The students stood one by one to take their turns reading, the intricate stonework of Machu Picchu rising majestically behind, a sheer rock face before them plunging down to the Urubamba River shimmering 400 meters below. We had come to the “Lost City of the Incas” to read aloud Pablo Neruda’s magnificent epic of modern man’s encounter with Ancient America, Alturas de Machu Picchu (The Heights of Machu Picchu). Fourteen students on the first Spanish Department program to Cusco, Peru dedicated their reading to the Chilean Nobel Laureate and to la Pachamama, the Incan Earth Mother.
This was the final activity of the first half of the program in which the group had taken either: Intensive Spanish 201 with me (Anthony Geist); or Spanish 202 with local teacher Viviana Pujada; as well as Art History (Spanish 299) taught by Cusco artist, María Elena Mendoza. Mendoza uses the streets and monuments of Cusco and the surrounding area as the textbook for the class, exploring Incan architecture, pottery and weaving before the arrival of the Spaniards.
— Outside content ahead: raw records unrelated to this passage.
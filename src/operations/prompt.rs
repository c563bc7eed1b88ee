//! Prompt enhancement.

use crate::error::{Result, StudioError};
use serde::Serialize;
use serde_json::{Map, Value};

/// Response field carrying the enhanced text.
pub const VARIATIONS_FIELD: &str = "prompt variations";

/// A request to rewrite a prompt into a richer variant.
#[derive(Debug, Clone)]
pub struct PromptEnhanceRequest {
    /// The prompt to enhance.
    pub prompt: String,
    /// Extra fields passed through to the service untouched.
    pub extra: Map<String, Value>,
}

impl PromptEnhanceRequest {
    /// Creates a request with no extra fields.
    pub fn new(prompt: impl Into<String>) -> Self {
        Self {
            prompt: prompt.into(),
            extra: Map::new(),
        }
    }

    /// Adds a passthrough field. `prompt` cannot be overridden.
    pub fn with_field(mut self, key: impl Into<String>, value: Value) -> Self {
        let key = key.into();
        if key != "prompt" {
            self.extra.insert(key, value);
        }
        self
    }

    pub(crate) fn to_body(&self) -> Result<Value> {
        if self.prompt.trim().is_empty() {
            return Err(StudioError::InvalidRequest("prompt must not be empty".into()));
        }
        let body = PromptBody {
            prompt: &self.prompt,
            extra: &self.extra,
        };
        Ok(serde_json::to_value(body)?)
    }
}

#[derive(Debug, Serialize)]
struct PromptBody<'a> {
    prompt: &'a str,
    #[serde(flatten)]
    extra: &'a Map<String, Value>,
}

/// Pulls the enhanced prompt out of a response, if present.
///
/// The field is a string on most deployments and a list of variants on some.
pub fn extract_enhanced(raw: &Value) -> Option<String> {
    let field = raw.get(VARIATIONS_FIELD)?;
    let text = match field {
        Value::String(s) => s.as_str(),
        Value::Array(items) => items.iter().find_map(Value::as_str)?,
        _ => return None,
    };
    let text = text.trim();
    (!text.is_empty()).then(|| text.to_string())
}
The group is now studying Colonial art and history and the class will continue throughout the second half of the program, covering such topics as the extraordinary work of the early 20th century photographer Martín Chambi, as well as visits to the studios and galleries of contemporary cusqueño artists.
Students also perform required service learning, offering a variety of workshops in local schools as well as working with a school for the blind and helping a young polio victim with his English and his physical rehabilitation. Students, David Chen and Kristen Kendall reflected on their placement with a school for disabled children: “It is an incredible privilege to witness the dedication of those who work there and humbling to catch a glimpse of the lives of the children…Our presence is very useful because otherwise these kids would have little experience of people our age.”
As I write, the students are on a weeklong travel-study break between the two halves of the program. Most of them have gone to the Manu wilderness in the Peruvian Amazon. On their return to Cusco they will take either Spanish 202 or 203 in addition to the continuation of Art History.
Our partner institution, Centro Tinku, provides classrooms and arranges all excursions, including the Sacred Valley, Machu Picchu, the weaving cooperative in Chinchero, and Puno and Lake Titicaca on the border with Bolivia. They also arrange homestays. Each student lives in a private room with a host family, one student per family, and takes all meals with the Peruvian family. Student, Caity Cunningham has this to say about her living arrangement: “I watch American crime shows dubbed into Spanish on TV with my host mom, which is cool because it helps me learn conversational expressions. My Peruvian brothers don’t live at home so my mom and I have bonded in this way.”
The Cusco program replaces the longstanding departmental program in Oaxaca, Mexico, which has seen its enrollments dwindle precipitously in recent years. We chose Cusco because it offers many of the same attractions as Oaxaca: a rich pre-Hispanic history and archeological sites, a vibrant contemporary indigenous culture, a lively arts scene, and of course access to one of the wonders of the world, Machu Picchu.
The Cusco program is designed to run every autumn quarter and is open to all UW students who have completed either Spanish 103 or 201. Junior Harrison Warner has these words of advice for any student considering applying to the program: “Any place you go you won’t regret, but Peru has so much to offer. It’s a perfect example of colonial expansion. Unlike in the US, here you see both cultures, the indigenous and the European. Being in Cusco puts you in the center. You can go to the beaches on the coast, to the Amazon jungle, or to the mountains for hiking and adventure. People are warm and welcoming when you get to know them. And the nightlife is great!”
Anthony L. Geist, Resident Director.